一、鄉村振興戰略對新時代中國發展的內在意義
習近平總書記指出“實施鄉村振興戰略是關系全面建設社會主義現代化國家的全局性、歷史性任務。”[1]鄉村振興戰略是一個涉及“三農”問題、國家經濟發展、城鄉關系協調、土地優化利用、生態環境保護以及國際危機應對等多重性質的深遠戰略,事關全局,是新時代“三農”工作總抓手。因此,為了更好地落實鄉村振興戰略,我們首先應該充分認清鄉村振興在中國發展進程中的特殊地位與獨特效用。

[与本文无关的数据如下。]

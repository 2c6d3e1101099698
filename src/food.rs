use bevy::prelude::*;
use rand::Rng;

use crate::{
    animation::{AnimationType, SheetId},
    bat::Bat,
    config::GameConfig,
    physics::{frame_scaled, Collider, PhysicsSet},
    playfield::Playfield,
    resources::{GameState, RoundEntity},
    sprite_modifications::PopIn,
};

pub struct FoodPlugin;

impl Plugin for FoodPlugin {
    fn build(&self, app: &mut App) {
        app.add_systems(
            Update,
            (
                spawn_food_system.run_if(in_state(GameState::Playing)),
                hover_system.before(PhysicsSet),
            ),
        );
    }
}

/// A fly the bat can eat. At most one is around at a time.
#[derive(Component)]
pub struct Food;

/// Flies wobble around their spawn point on two sine waves.
#[derive(Component)]
pub struct Hover {
    pub spawned_at: f32,
}

/// Where to put the next fly: somewhere in the quadrant away from the bat,
/// so it has to fly across the screen for it. A bat exactly on an axis
/// counts as being on the negative side, so the fly goes positive.
pub fn opposite_quadrant(bat: Vec2, offset: Vec2) -> Vec2 {
    let x_sign = if bat.x > 0.0 { -1.0 } else { 1.0 };
    let y_sign = if bat.y > 0.0 { -1.0 } else { 1.0 };
    Vec2::new(x_sign * offset.x.abs(), y_sign * offset.y.abs())
}

/// Per-frame wobble at `elapsed_ms` since the fly appeared.
pub fn hover_step(speed: f32, elapsed_ms: f32) -> Vec2 {
    Vec2::new(
        speed * (elapsed_ms * 0.005).sin(),
        speed * (elapsed_ms * 0.01).sin(),
    )
}

fn spawn_food_system(
    mut commands: Commands,
    time: Res<Time>,
    config: Res<GameConfig>,
    playfield: Res<Playfield>,
    food: Query<(), With<Food>>,
    bats: Query<&Transform, With<Bat>>,
) {
    if !food.is_empty() {
        return;
    }
    let Ok(bat) = bats.single() else {
        return;
    };

    let mut rng = rand::thread_rng();
    let offset = Vec2::new(
        rng.gen_range(0.0..=playfield.px_w(config.food.spawn_range_x)),
        rng.gen_range(0.0..=playfield.px_h(config.food.spawn_range_y)),
    );
    let position = opposite_quadrant(bat.translation.truncate(), offset);

    let frame = SheetId::Fly.frame_size().as_vec2();
    let scale = playfield.scale_for(frame.x, config.food.scale);
    let hitbox = Collider::circle_in_frame(
        frame,
        frame.x * 0.06,
        Vec2::new(frame.x * 0.04, frame.y * 0.08),
        scale,
    );

    commands.spawn((
        Food,
        RoundEntity,
        Hover {
            spawned_at: time.elapsed_secs(),
        },
        AnimationType::FlyIdle,
        Transform::from_translation(position.extend(4.0)).with_scale(Vec3::splat(scale * 0.25)),
        PopIn::new(scale, 0.3),
        hitbox,
    ));
    debug!("Fly spawned at {:?}", position);
}

fn hover_system(
    time: Res<Time>,
    config: Res<GameConfig>,
    playfield: Res<Playfield>,
    mut query: Query<(&mut Transform, &Hover), With<Food>>,
) {
    let speed = playfield.speed(config.food.hover_speed) * frame_scaled(time.delta_secs());
    let now = time.elapsed_secs();
    for (mut transform, hover) in &mut query {
        let elapsed_ms = (now - hover.spawned_at) * 1000.0;
        let step = hover_step(speed, elapsed_ms);
        transform.translation.x += step.x;
        transform.translation.y += step.y;
    }
}
use bevy::color::{Mix, Srgba};
use bevy::prelude::*;

use crate::bat::BatDamaged;

pub struct ShadersLitePlugin;

impl Plugin for ShadersLitePlugin {
    fn build(&self, app: &mut App) {
        app.add_systems(Update, damage_tint_system)
            .add_observer(on_bat_damaged);
    }
}

const TINT_SECONDS: f32 = 0.15;
const TINT: Srgba = Srgba::new(1.0, 0.55, 0.55, 1.0);

/// Red flash on a freshly hurt sprite, easing back to white.
#[derive(Component, Default)]
pub struct DamageTint(pub Timer);

/// Sprite colour `fraction` of the way through the flash.
pub fn tint_at(fraction: f32) -> Color {
    TINT.mix(&Srgba::WHITE, fraction.clamp(0.0, 1.0)).into()
}

fn on_bat_damaged(trigger: On<BatDamaged>, mut commands: Commands, mut sprites: Query<&mut Sprite>) {
    let event = trigger.event();
    let Ok(mut sprite) = sprites.get_mut(event.bat) else {
        return;
    };
    trace!("Tinting bat {:?} after {} damage", event.bat, event.amount);
    sprite.color = tint_at(0.0);
    // Re-inserting restarts the flash when hits come in quick succession
    commands
        .entity(event.bat)
        .insert(DamageTint(Timer::from_seconds(TINT_SECONDS, TimerMode::Once)));
}

fn damage_tint_system(
    mut commands: Commands,
    time: Res<Time>,
    mut tinted: Query<(Entity, &mut Sprite, &mut DamageTint)>,
) {
    for (entity, mut sprite, mut tint) in &mut tinted {
        tint.0.tick(time.delta());
        sprite.color = tint_at(tint.0.fraction());
        if tint.0.is_finished() {
            sprite.color = Color::WHITE;
            commands.entity(entity).remove::<DamageTint>();
        }
    }
}

#[cfg(test)]
mod tests {
    use super::*;
    use std::time::Duration;

    #[test]
    fn tint_eases_back_to_white() {
        assert_eq!(tint_at(0.0), Color::from(TINT));
        let end = tint_at(1.0).to_srgba();
        assert!((end.green - 1.0).abs() < 1e-5 && (end.blue - 1.0).abs() < 1e-5);
        let halfway = tint_at(0.5).to_srgba();
        assert!(halfway.green > TINT.green && halfway.green < 1.0);
    }

    #[test]
    fn damage_flashes_the_bat_then_fades() {
        let mut app = App::new();
        app.add_plugins(MinimalPlugins)
            .add_observer(on_bat_damaged)
            .add_systems(Update, damage_tint_system);
        let bat = app.world_mut().spawn(Sprite::default()).id();

        app.world_mut().trigger(BatDamaged { bat, amount: 25.0 });
        app.world_mut().flush();
        assert_eq!(app.world().get::<Sprite>(bat).unwrap().color, Color::from(TINT));
        assert!(app.world().get::<DamageTint>(bat).is_some());

        app.world_mut()
            .resource_mut::<Time>()
            .advance_by(Duration::from_secs_f32(0.075));
        app.world_mut().run_schedule(Update);
        let color = app.world().get::<Sprite>(bat).unwrap().color;
        assert_ne!(color, Color::from(TINT));
        assert_ne!(color, Color::WHITE);

        app.world_mut()
            .resource_mut::<Time>()
            .advance_by(Duration::from_secs_f32(0.1));
        app.world_mut().run_schedule(Update);
        assert_eq!(app.world().get::<Sprite>(bat).unwrap().color, Color::WHITE);
        assert!(app.world().get::<DamageTint>(bat).is_none());
    }
}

鄉村振興是實現農業農村現代化和農民富裕的現實需要。當前,中國農村發展面臨著產業特色不突出導致農產品同質化嚴重,農業內生型專業人才匱乏、本土人才隊伍建設不足,農村地區基礎設施建設落后、生活條件待提高,農業與其他產業融合深度不夠、創新點不足而致使農業綜合體缺乏競爭力,以及農村營運經費不足、農業招商引資困難等多重問題。這些問題的解決需要從與“三農”相聯系的多個問題入手,在綜合衡量的基礎上,推動農業與數字信息化時代相結合,推動農村與城市協調發展,推動農民隊伍高素質人才的不斷涌現,需要將產業、科技、制度、政策、創新力、投融資等要素予以有效整合,方能保證“三農”問題根本解決,最終實現農業農村現代化,故實施鄉村振興戰略勢在必行。2012年黨的十八大指出要堅持“工業反哺農業、城市支持農村”的方針,黨的十九大正式提出鄉村振興戰略,黨的十九屆五中全會則明確提出全面實施鄉村振興戰略,然后2021年中央一號文件和全國兩會《政府工作報告》等進一步予以了部署。這些文件核心強調要堅持把“三農”問題作為全黨工作的重中之重,把全面推進鄉村振興作為實現中華民族偉大復興的一項重大任務,舉全黨全社會之力加快農業農村現代化,讓廣大農民過上更加美好的生活。黨和政府一直以來所貫徹落實的投入更多資源和力量優先發展農業農村,積極鼓勵中國農業在信息化時代不掉隊的政策,在促進農業農村現代化建設進一步發展的同時,也提高了社會主義現代化目標的質量成色與完成進度。中國是一個農業大國,農民的生活狀況與經濟水平影響著國家經濟格局的穩定性。因此,滿足農民對美好生活的向往,不但為中國未來全面發展奠定了堅實的物質基礎與群眾基礎,而且其本身也是對“不忘初心,牢記使命”要求的深入落實,體現了黨和政府在不斷滿足人民日益增長的美好生活需要方面所秉承的不懈努力和責任擔當。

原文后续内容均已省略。